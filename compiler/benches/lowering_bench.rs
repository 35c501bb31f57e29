use criterion::{black_box, criterion_group, criterion_main, BenchmarkId, Criterion};

use rcc::ir::{Bound, CallKind, Expr, Stmt, Type};
use rcc::pipeline::split_async_stages;
use rcc::split::fork_async_producers;
use rcc::stage::{StageEnv, StageInfo};
use rcc::tighten::{expand_acquire_nodes, tighten_consume_regions, tighten_fork_nodes};

// ── Stress-tree generators ──────────────────────────────────────────────────

fn byte_realize(name: &str, body: Stmt) -> Stmt {
    Stmt::realize(
        name,
        vec![Type::UInt8],
        vec![Bound::new(Expr::int(0), Expr::int(256))],
        Expr::BoolImm(true),
        body,
    )
}

fn read_stage(name: &str) -> Expr {
    Expr::call(name, vec![Expr::int(0)], CallKind::Stage, Type::UInt8)
}

fn stage_pair(name: &str, consumer_body: Stmt) -> Stmt {
    Stmt::block(
        Stmt::produce(
            name,
            Stmt::provide(name, vec![Expr::int(7)], vec![Expr::int(0)]),
        ),
        Stmt::consume(name, consumer_body),
    )
}

/// `n` independent async stages in sequence.
fn wide_pipeline(n: usize) -> (Stmt, StageEnv) {
    let mut env = StageEnv::new();
    let mut body: Option<Stmt> = None;
    for i in 0..n {
        let name = format!("stage{}", i);
        env.insert(StageInfo::asynchronous(name.as_str()));
        let tree = byte_realize(&name, stage_pair(&name, Stmt::evaluate(read_stage(&name))));
        body = Some(match body {
            Some(prev) => Stmt::block(prev, tree),
            None => tree,
        });
    }
    (body.unwrap(), env)
}

/// `n` async stages nested inside each other's consume regions; each stage
/// reads the one enclosing it.
fn deep_pipeline(n: usize) -> (Stmt, StageEnv) {
    let mut env = StageEnv::new();
    for i in 0..n {
        env.insert(StageInfo::asynchronous(format!("stage{}", i)));
    }
    let mut tree = Stmt::evaluate(read_stage(&format!("stage{}", n - 1)));
    for i in (1..n).rev() {
        let name = format!("stage{}", i);
        let parent = format!("stage{}", i - 1);
        let body = Stmt::block(
            Stmt::produce(
                name.as_str(),
                Stmt::provide(
                    name.as_str(),
                    vec![read_stage(&parent)],
                    vec![Expr::int(0)],
                ),
            ),
            Stmt::consume(name.as_str(), tree),
        );
        tree = byte_realize(&name, body);
    }
    let tree = byte_realize("stage0", stage_pair("stage0", tree));
    (tree, env)
}

// ── Benchmarks ──────────────────────────────────────────────────────────────

fn bench_full_pipeline(c: &mut Criterion) {
    let mut group = c.benchmark_group("split_async_stages");
    for &n in &[4usize, 16, 64] {
        let (wide, wide_env) = wide_pipeline(n);
        group.bench_with_input(BenchmarkId::new("wide", n), &n, |b, _| {
            b.iter(|| split_async_stages(black_box(&wide), &wide_env).unwrap())
        });

        let (deep, deep_env) = deep_pipeline(n);
        group.bench_with_input(BenchmarkId::new("deep", n), &n, |b, _| {
            b.iter(|| split_async_stages(black_box(&deep), &deep_env).unwrap())
        });
    }
    group.finish();
}

fn bench_individual_stages(c: &mut Criterion) {
    let (tree, env) = wide_pipeline(32);
    let narrowed = tighten_consume_regions(&tree);
    let forked = fork_async_producers(&narrowed, &env).unwrap();
    let expanded = expand_acquire_nodes(&forked);

    let mut group = c.benchmark_group("stages");
    group.bench_function("tighten_consume", |b| {
        b.iter(|| tighten_consume_regions(black_box(&tree)))
    });
    group.bench_function("fork_producers", |b| {
        b.iter(|| fork_async_producers(black_box(&narrowed), &env).unwrap())
    });
    group.bench_function("expand_acquire", |b| {
        b.iter(|| expand_acquire_nodes(black_box(&forked)))
    });
    group.bench_function("tighten_fork", |b| {
        b.iter(|| tighten_fork_nodes(black_box(&expanded)))
    });
    group.finish();
}

criterion_group!(benches, bench_full_pipeline, bench_individual_stages);
criterion_main!(benches);
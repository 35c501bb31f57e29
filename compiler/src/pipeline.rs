// pipeline.rs — Runner for the async splitting pipeline.
//
// Executes the five stages in dependency order over one statement tree.
// The pipeline is a pure in-process library call: no configuration beyond
// the `verbose` flag, no persisted state.
//
// Preconditions: `stmt` is a fully-lowered statement tree; `env` resolves
//   every `Realize` name in it.
// Postconditions: every async stage is split; no semaphore constructor call
//   remains. Checked against `verify::verify_split` in debug builds.
// Failure modes: internal-invariant violations from the fork and lowering
//   stages.
// Side effects: per-stage timing on stderr when `verbose` is set.

use std::time::Instant;

use crate::diag::InternalError;
use crate::ir::Stmt;
use crate::pass::{descriptor, required_passes, PassId};
use crate::semaphore;
use crate::split;
use crate::stage::StageEnv;
use crate::tighten;

/// Split every async stage in `stmt` into a task-parallel producer/consumer
/// pair coordinated by counting semaphores.
pub fn split_async_stages(stmt: &Stmt, env: &StageEnv) -> Result<Stmt, InternalError> {
    run_stages(stmt, env, false)
}

/// [`split_async_stages`] with per-stage timing on stderr.
pub fn run_stages(stmt: &Stmt, env: &StageEnv, verbose: bool) -> Result<Stmt, InternalError> {
    let mut current = stmt.clone();

    for &pass in &required_passes(PassId::LowerSemaphores) {
        let t = Instant::now();
        current = match pass {
            PassId::TightenConsume => tighten::tighten_consume_regions(&current),
            PassId::ForkProducers => split::fork_async_producers(&current, env)?,
            PassId::ExpandAcquire => tighten::expand_acquire_nodes(&current),
            PassId::TightenFork => tighten::tighten_fork_nodes(&current),
            PassId::LowerSemaphores => semaphore::lower_semaphores(&current)?,
        };
        if verbose {
            eprintln!(
                "rcc: {} complete, {:.1}ms",
                descriptor(pass).name,
                t.elapsed().as_secs_f64() * 1000.0
            );
        }
    }

    #[cfg(debug_assertions)]
    {
        use crate::pass::StageCert;
        let cert = crate::verify::verify_split(&current);
        if !cert.all_pass() {
            let failed: Vec<_> = cert
                .obligations()
                .iter()
                .filter(|(_, ok)| !ok)
                .map(|(name, _)| *name)
                .collect();
            panic!("async split verification failed: {}", failed.join(", "));
        }
    }

    Ok(current)
}

// ── Tests ──────────────────────────────────────────────────────────────────
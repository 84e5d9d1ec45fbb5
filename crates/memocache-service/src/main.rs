//! Command line access to the memoized resource cache.

mod cli;

fn main() {
    match cli::execute() {
        Ok(()) => std::process::exit(0),
        Err(error) => {
            memocache_service::logging::ensure_log_error(&error);
            std::process::exit(1);
        }
    }
}
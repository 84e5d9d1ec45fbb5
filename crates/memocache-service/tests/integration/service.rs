use std::sync::Arc;
use std::time::Duration;

use futures::future::join_all;
use memocache::CacheError;
use memocache_service::bootstrap::start_service;
use memocache_service::config::Config;
use memocache_service::identity::SessionToken;
use memocache_service::keys::ResourceKind;
use memocache_service::service::ServiceError;
use memocache_test::BackendServer;
use reqwest::StatusCode;

use crate::utils::{backend_config, identities, session, setup_service};

#[tokio::test]
async fn test_concurrent_requests_hit_backend_once() {
    let server = BackendServer::new();
    let service = setup_service(&server, |_| {});
    let session = session("slow");

    let requests = (0..10).map(|_| service.get(&session, ResourceKind::Insights));
    let results = join_all(requests).await;

    for result in results {
        assert_eq!(result.unwrap()["user"], "slow");
    }
    assert_eq!(server.hits("/insights/slow"), 1);

    // Later requests are answered from memory.
    service.get(&session, ResourceKind::Insights).await.unwrap();
    assert_eq!(server.accesses(), 1);
}

#[tokio::test]
async fn test_resources_are_cached_per_user_and_kind() {
    let server = BackendServer::new();
    let service = setup_service(&server, |_| {});

    for _ in 0..2 {
        for user in ["u1", "u2"] {
            for kind in ResourceKind::ALL {
                let payload = service.get(&session(user), kind).await.unwrap();
                assert_eq!(payload["user"], user);
                assert_eq!(payload["kind"], kind.as_str());
            }
        }
    }

    let hits = server.all_hits();
    assert_eq!(hits.len(), 6);
    assert!(hits.iter().all(|(_, count)| *count == 1), "{hits:?}");
}

#[tokio::test]
async fn test_failures_are_not_cached() {
    let server = BackendServer::new();
    let service = setup_service(&server, |_| {});

    for user in ["fail1", "missing", "garbage"] {
        let first = service.get(&session(user), ResourceKind::Predictions).await;
        let second = service.get(&session(user), ResourceKind::Predictions).await;
        assert!(first.is_err());
        assert_eq!(first, second);
    }

    assert_eq!(
        server.all_hits(),
        vec![
            ("/predictions/fail1".to_owned(), 2),
            ("/predictions/garbage".to_owned(), 2),
            ("/predictions/missing".to_owned(), 2),
        ]
    );
}

#[tokio::test]
async fn test_status_codes() {
    let server = BackendServer::new();
    let service = setup_service(&server, |_| {});

    let status = |result: Result<_, ServiceError>| result.map(|_| ()).unwrap_err().status_code();

    let result = service.get(&session("missing"), ResourceKind::Insights).await;
    assert_eq!(status(result), StatusCode::NOT_FOUND);

    let result = service.get(&session("fail1"), ResourceKind::Insights).await;
    assert_eq!(status(result), StatusCode::BAD_GATEWAY);

    let result = service.get(&session("garbage"), ResourceKind::Insights).await;
    assert_eq!(status(result), StatusCode::BAD_GATEWAY);
}

#[tokio::test]
async fn test_unauthorized_never_reaches_backend() {
    let server = BackendServer::new();
    let service = setup_service(&server, |_| {});

    let result = service
        .get(&SessionToken::new("forged"), ResourceKind::Insights)
        .await;

    assert_eq!(result.unwrap_err().status_code(), StatusCode::UNAUTHORIZED);
    assert_eq!(server.accesses(), 0);
    assert_eq!(service.cache().entry_count(), 0);
}

#[tokio::test]
async fn test_compute_timeout() {
    let server = BackendServer::new();
    let service = setup_service(&server, |config| {
        config.compute_timeout = Some(Duration::from_millis(50));
    });

    let result = service.get(&session("slow"), ResourceKind::Insights).await;
    let error = result.unwrap_err();
    assert_eq!(
        error,
        ServiceError::Cache(CacheError::Timeout(Duration::from_millis(50)))
    );
    assert_eq!(error.status_code(), StatusCode::GATEWAY_TIMEOUT);
    assert_eq!(service.cache().entry_count(), 0);
}

#[tokio::test]
async fn test_invalidate() {
    let server = BackendServer::new();
    let service = setup_service(&server, |_| {});

    service.get(&session("u1"), ResourceKind::Insights).await.unwrap();
    service
        .invalidate(&session("u1"), ResourceKind::Insights)
        .await
        .unwrap();
    service.get(&session("u1"), ResourceKind::Insights).await.unwrap();

    assert_eq!(server.hits("/insights/u1"), 2);
}

#[tokio::test]
async fn test_start_service_from_config() {
    memocache_test::setup();
    let server = BackendServer::new();

    let mut config = Config::default();
    config.backend = backend_config(&server);
    config.caches.purge_interval = Some(Duration::from_secs(60));

    let (service, purge) = start_service(&config, Arc::new(identities())).unwrap();
    let payload = service
        .get(&session("u2"), ResourceKind::Recommendations)
        .await
        .unwrap();
    assert_eq!(payload["user"], "u2");
    assert_eq!(server.hits("/recommendations/u2"), 1);

    let purge = purge.unwrap();
    assert!(!purge.is_finished());
    purge.abort();

    config.caches.purge_interval = None;
    let (_, purge) = start_service(&config, Arc::new(identities())).unwrap();
    assert!(purge.is_none());
}
//! Memoized access to per-user resources computed by a backend service.
//!
//! The [`InsightsService`](service::InsightsService) resolves the caller's session to a user,
//! and serves insights, predictions and recommendations for that user out of a single
//! [`MemoizingCache`](memocache::MemoizingCache). Concurrent requests for the same resource
//! result in one backend request.

pub mod backend;
pub mod bootstrap;
pub mod config;
pub mod identity;
pub mod keys;
pub mod logging;
pub mod service;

WHAT YOU NEED TO DO >> Restate word for word the lines above, beginning at the first one and ending at the line that carries "use rcc::split::fork_async_producers;".

OUTPUT FOR THIS EXERCISE >>
filename compiler/benches/lowering_bench.rs
repository 35c501bb31f57e29
use criterion::{black_box, criterion_group, criterion_main, BenchmarkId, Criterion};

use rcc::ir::{Bound, CallKind, Expr, Stmt, Type};
use rcc::pipeline::split_async_stages;
use rcc::split::fork_async_producers;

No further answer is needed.